Immune System

The Inflammatory Response

definition
Inflammation is the response of tissues to injury or infection, and is necessary for normal repair and healing.
Acute inflammation:
-is the result of rapid and complex interplay between the cells and soluble molecules of the innate immune system

The effects are:

Vasodilatation
increased local vascular permeability, which increases flow of fluid and cells to the affected tissue.
pro-inflammatory cytokines produced at the site of injury have profound systemic effects. IL-1, TNF-α and IL-6 act on the hypothalamus to raise the temperature set-point, causing fever,
and also stimulate the production of acute phase proteins by the liver.

The classical external signs include heat, redness, pain and swelling

Acute phase proteins:

They are produced by the liver in response to inflammatory stimuli and have a wide range of activities.
C-reactive protein (CRP) and serum amyloid A may be increased 1000-fold, contributing to host defence and stimulating repair and regeneration.
Fibrinogen plays an essential role in wound healing,
α1-antitrypsin and α1-antichymotrypsin control the pro-inflammatory cascade by neutralising the enzymes produced by activated neutrophils, preventing widespread tissue destruction.
antioxidants such as haptoglobin and manganese superoxide dismutase scavenge for oxygen free radicals,
iron-binding proteins such as transferrin, ferritin and lactoferrin decrease the iron available for uptake by bacteria.

Resolution of inflammation:

Extravasated neutrophils undergo apoptosis and are phagocytosed by macrophages, along with the remains of microorganisms.
Macrophages synthesise collagenase and elastase, which break down local connective tissue and aid in the removal of debris.
Macrophage-derived cytokines, including transforming growth factor (TGF)-β and platelet-derived growth factor, attract fibroblasts and promote the synthesis of new collagen, while angiogenic factors stimulate new vessel formation.

Sepsis and septic shock:

Failure of normal inhibitory mechanisms results in excessive production of pro-inflammatory cytokines by macrophages, causing hypotension, hypovolaemia, decreased perfusion and tissue oedema resulting in septic shock.
uncontrolled neutrophil activation causes release of proteases and oxygen free radicals within blood vessels, damaging the vascular endothelium and further increasing capillary permeability.
Direct activation of the coagulation pathway combines with endothelial cell disruption to form clots within the damaged vessels.
The clinical consequences include cardiovascular collapse, acute respiratory distress syndrome, disseminated intravascular coagulation, multi-organ failure and often death.
Septic shock most frequently results from infection with Gram-negative bacteria, because lipopolysaccharide is particularly effective at activating the inflammatory cascade.


Chronic inflammation:
Failure of elimination may result in chronic inflammation. Persisting microorganisms stimulate the ongoing accumulation of neutrophils, macrophages and activated T lymphocytes. If this is associated with local deposition of fibrous connective tissue, a granuloma may form.
Granulomas are characteristic of infections such as tuberculosis and leprosy, in which the microorganism is protected by a robust cell wall which shields it from killing, despite phagocytosis.

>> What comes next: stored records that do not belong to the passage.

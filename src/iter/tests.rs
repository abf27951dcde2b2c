#![cfg(test)]

use super::*;
use crate::collections::contiguous::Vector;
use crate::util::panic::assert_panics;

#[test]
fn test_capability_ranks() {
    assert!(InputTag::RANK < ForwardTag::RANK);
    assert!(ForwardTag::RANK < BidirectionalTag::RANK);
    assert!(BidirectionalTag::RANK < RandomAccessTag::RANK);
    assert!(RandomAccessTag::RANK < ContiguousTag::RANK);
    assert!(OutputTag::RANK < InputTag::RANK);
    assert_eq!(ContiguousTag::NAME, "ContiguousTag");

    assert!(has_capability::<[u8], RandomAccessTag>());
    assert!(has_capability::<ForwardView<&[u8]>, ForwardTag>());
    assert!(!has_capability::<ForwardView<&[u8]>, BidirectionalTag>());
    assert!(!has_capability::<RandomAccessView<&[u8]>, ContiguousTag>());
}

#[test]
fn test_category_of_views() {
    let values = [1, 2, 3];
    assert_eq!(category_of(&values[..]), ContiguousTag);
    assert_eq!(category_of(&ForwardView(&values[..])), ForwardTag);
    assert_eq!(category_of(&BidirectionalView(&values[..])), BidirectionalTag);
    assert_eq!(category_of(&RandomAccessView(&values[..])), RandomAccessTag);
    assert_eq!(category_of(&ReverseView(&values[..])), BidirectionalTag);
}

#[test]
fn test_slice_positions() {
    let values = [10, 20, 30];
    let seq = &values[..];

    let mut pos = seq.begin();
    assert_eq!(*seq.at(&pos), 10);
    seq.next(&mut pos);
    assert_eq!(*seq.at(&pos), 20);
    seq.prev(&mut pos);
    assert_eq!(pos, 0);
    assert_eq!(seq.jump(&pos, 3), seq.end());
    assert_eq!(seq.diff(&3, &1), -2);
}

#[test]
fn test_slice_bounds() {
    assert_panics!({
        let values = [1, 2, 3];
        let _ = values[..].at(&3);
    }, "Index 3 out of bounds");
    assert_panics!({
        let values = [1, 2, 3];
        let mut pos = 0;
        values[..].prev(&mut pos);
    }, "Moving position 0 by -1");
    assert_panics!({
        let values = [1, 2, 3];
        let _ = values[..].jump(&1, 5);
    });
    assert_panics!({
        let mut values = [1, 2, 3];
        values[..].swap_at(&0, &7);
    }, "Index 7 out of bounds");

    let values = [1, 2, 3];
    let mut end = 2;
    values[..].next(&mut end);
    assert_eq!(end, 3, "Moving onto the past-the-end position is allowed.");
}

#[test]
fn test_distance_and_advance_dispatch() {
    let values = [0, 1, 2, 3, 4, 5];
    let seq = &values[..];

    assert_eq!(<ContiguousTag as Traverse<[i32]>>::distance(seq, &1, &5), 4);
    assert_eq!(<ContiguousTag as Traverse<[i32]>>::distance(seq, &5, &1), -4);

    let forward = ForwardView(seq);
    assert_eq!(<ForwardTag as Traverse<_>>::distance(&forward, &1, &5), 4);

    let bidi = BidirectionalView(seq);
    let mut pos = 5;
    <BidirectionalTag as Traverse<_>>::advance(&bidi, &mut pos, -3);
    assert_eq!(pos, 2);
    <BidirectionalTag as Traverse<_>>::advance(&bidi, &mut pos, 2);
    assert_eq!(pos, 4);

    let mut pos = 0;
    <ForwardTag as Traverse<_>>::advance(&forward, &mut pos, 6);
    assert_eq!(pos, 6);
}

#[test]
fn test_reverse_view() {
    let mut values = [1, 2, 3, 4];
    let view = ReverseView(&values[..]);

    let mut collected = Vec::new();
    let mut pos = view.begin();
    while pos != view.end() {
        collected.push(*view.at(&pos));
        view.next(&mut pos);
    }
    assert_eq!(collected, [4, 3, 2, 1]);
    assert_eq!(view.base_position(&4), 3);

    let mut view = ReverseView(&mut values[..]);
    *view.at_mut(&4) = 40;
    view.swap_at(&1, &2);
    assert_eq!(values, [2, 1, 3, 40]);
}

#[test]
fn test_writer_and_back_inserter() {
    let src = [1, 2, 3];
    let mut dst = [0; 4];

    let mut writer = Writer::new(&mut dst[..], 1);
    writer.put(9);
    writer.put_slice(&src[..2]);
    assert_eq!(*writer.position(), 4);
    assert_eq!(dst, [0, 9, 1, 2]);

    let mut out = Vector::new();
    let mut inserter = BackInserter::new(&mut out);
    inserter.put(1);
    inserter.put_slice(&src);
    assert_eq!(&*out, &[1, 1, 2, 3]);
}

#[test]
fn test_writer_through_restricted_view() {
    let src = [String::from("a"), String::from("b")];
    let mut dst = vec![String::new(); 3];

    let mut view = ForwardView(&mut dst[..]);
    let mut writer = Writer::new(&mut view, 1);
    writer.put_slice(&src);
    assert_eq!(writer.into_position(), 3);
    assert_eq!(dst, ["", "a", "b"]);
}

#[test]
fn test_rotate_strategies() {
    fn rotated<C: Traverse<[u32]>>(middle: usize) -> (Vec<u32>, usize) {
        let mut values: Vec<u32> = (0..10).collect();
        let pos = C::rotate(&mut values[..], 0, middle, 10);
        (values, pos)
    }

    for middle in 0..=10 {
        let mut expected: Vec<u32> = (0..10).collect();
        expected.rotate_left(middle);
        let new_first = 10 - middle;

        assert_eq!(rotated::<ForwardTag>(middle), (expected.clone(), new_first));
        assert_eq!(rotated::<BidirectionalTag>(middle), (expected.clone(), new_first));
        assert_eq!(rotated::<RandomAccessTag>(middle), (expected.clone(), new_first));
        assert_eq!(rotated::<ContiguousTag>(middle), (expected, new_first));
    }
}

#[test]
fn test_gcd() {
    assert_eq!(gcd(12, 8), 4);
    assert_eq!(gcd(7, 3), 1);
    assert_eq!(gcd(10, 0), 10);
}
//! Sequences, positions and the capability tags used to pick algorithm implementations.
//!
//! # Method
//! Rust's iterators consume themselves as they go, which makes them a bad fit for algorithms that
//! hold on to several positions at once and walk back and forth between them. Instead, this module
//! models the classic "pair of positions" style: a [`Sequence`] hands out [`Sequence::Position`]s
//! and interprets them, much like an arena interprets indices. Each sequence names its capability
//! with a zero-sized tag, and each tag implements [`Traverse`], so specialization happens through
//! plain trait resolution.

mod capability;
mod output;
mod sequence;
mod tests;
mod traverse;
pub mod view;

pub use capability::*;
pub use output::*;
pub use sequence::*;
pub use traverse::*;
#[doc(inline)]
pub use view::{BidirectionalView, ForwardView, RandomAccessView, ReverseView};
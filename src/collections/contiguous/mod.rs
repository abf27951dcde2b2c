//! Contiguous collection types. Namely [`Array`] and [`Vector`] for contiguous collections that
//! vary in size at runtime. Both dereference to slices, which makes them
//! [`Contiguous`](crate::iter::Contiguous) sequences for every algorithm in this crate.
#![warn(missing_docs)]

pub mod array;
pub mod vector;

#[doc(inline)]
pub use array::Array;
#[doc(inline)]
pub use vector::Vector;
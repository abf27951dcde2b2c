#![cfg(test)]

use std::mem::MaybeUninit;
use std::rc::Rc;

use super::*;
use crate::util::alloc::CountedDrop;

#[derive(Clone, Copy, Debug, PartialEq)]
struct Pixel(u8, u8, u8);

#[derive(Clone, Debug, PartialEq)]
struct Label(String);

crate::type_traits!(trivial: Pixel);
crate::type_traits!(non_trivial: Label);

#[test]
fn test_classification() {
    assert!(is_trivial::<u8>());
    assert!(is_trivial::<f64>());
    assert!(is_trivial::<char>());
    assert!(is_trivial::<&String>(), "Shared references are always trivial.");
    assert!(is_trivial::<[u16; 8]>());
    assert!(is_trivial::<Option<i32>>());
    assert!(is_trivial::<(u8, i64, bool, char)>());
    assert!(is_trivial::<Pixel>());

    assert!(!is_trivial::<String>());
    assert!(!is_trivial::<Rc<u8>>());
    assert!(!is_trivial::<Box<u8>>());
    assert!(!is_trivial::<[String; 2]>());
    assert!(!is_trivial::<Option<Label>>());
    assert!(
        !is_trivial::<(u8, u8, u8, String)>(),
        "A single non-trivial element makes the tuple non-trivial."
    );
}

#[test]
fn test_conjunction() {
    assert!(<<TrueType as Bool>::And<TrueType> as Bool>::VALUE);
    assert!(!<<TrueType as Bool>::And<FalseType> as Bool>::VALUE);
    assert!(!<<FalseType as Bool>::And<TrueType> as Bool>::VALUE);
    assert!(!<<FalseType as Bool>::And<FalseType> as Bool>::VALUE);
}

#[test]
fn test_copy_run() {
    let src = [1_u32, 2, 3, 4];
    let mut dst = [0_u32; 4];
    copy_run(&src, &mut dst);
    assert_eq!(dst, src);

    let src = [Label("a".into()), Label("b".into())];
    let mut dst = [Label(String::new()), Label(String::new())];
    copy_run(&src, &mut dst);
    assert_eq!(dst, src);
}

#[test]
fn test_copy_run_within() {
    let mut run = [0_u8, 1, 2, 3, 4, 5, 6, 7];
    copy_run_within(&mut run, 0..4, 2);
    assert_eq!(run, [0, 1, 0, 1, 2, 3, 6, 7], "Overlapping forward copy should act like memmove.");

    let mut run = [0_u8, 1, 2, 3, 4, 5, 6, 7];
    copy_run_within(&mut run, 3..8, 0);
    assert_eq!(run, [3, 4, 5, 6, 7, 5, 6, 7]);

    let mut run: Vec<String> = (0..6).map(|i| i.to_string()).collect();
    copy_run_within(&mut run, 0..4, 2);
    assert_eq!(run, ["0", "1", "0", "1", "2", "3"]);

    let mut run: Vec<String> = (0..6).map(|i| i.to_string()).collect();
    copy_run_within(&mut run, 2..6, 0);
    assert_eq!(run, ["2", "3", "4", "5", "4", "5"]);
}

#[test]
fn test_clone_into_uninit() {
    let counter = CountedDrop::new(0);
    let src = [counter.clone(), counter.clone()];
    let mut dst = [const { MaybeUninit::<CountedDrop>::uninit() }; 2];

    clone_run_into_uninit(&src, &mut dst);
    assert_eq!(Rc::strong_count(&counter), 5, "Both values should have been cloned.");

    for slot in dst.iter_mut() {
        // SAFETY: Every slot has just been initialized.
        unsafe { slot.assume_init_drop() };
    }
    assert_eq!(*counter.borrow(), 2);

    let src = [Pixel(1, 2, 3); 3];
    let mut dst = [MaybeUninit::<Pixel>::uninit(); 3];
    clone_run_into_uninit(&src, &mut dst);
    // SAFETY: Every slot has just been initialized.
    assert_eq!(unsafe { dst[2].assume_init() }, Pixel(1, 2, 3));
}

Investigations in inflammation:

CBP: Leucocytosis is common, The platelet count may also be increased. Chronic inflammation is frequently associated with a normocytic normochromic anaemia of chronic disease
The CRP is the most widely used clinical measure of acute inflammation, but increased levels of fibrinogen, ferritin and complement components are also associated with the acute phase response, while albumin levels are reduced.

C-reactive protein(CRP):

is an acute phase reactant synthesized by the liver, which opsonises invading pathogens.
Levels of CRP increase within 6 hours of an inflammatory stimulus and may rise up to 1000-fold.
the plasma half-life of CRP is 19 hours,
For reasons which remain unclear, some diseases are associated with only minor elevations of CRP concentration despite unequivocal evidence of active inflammation. These include SLE, systemic sclerosis,ulcerative colitis and leukaemia. An important practical point is that intercurrent infection does provoke a significant CRP response in these conditions.

Erythrocyte sedimentation rate (ESR):

It is an indirect measure of the acute phase response. It measures the rate of fall of erythrocytes through plasma, and a major determinant of this is aggregation of red cells. causing them to stack together like tyres, or rouleaux.
Thus the ESR is a composite measure of erythrocyte morphology and of plasma protein composition and concentration.
The most common cause of an increased ESR is an acute phase response, which causes an increase in plasma protein concentration. This is accompanied by a corresponding increase in circulating CRP levels.

Periodic fever syndromes

Familial Mediterranean fever (FMF)
Hyper-IgD syndrome (HIDS)
TNF receptor-associated periodic syndrome (TRAPS)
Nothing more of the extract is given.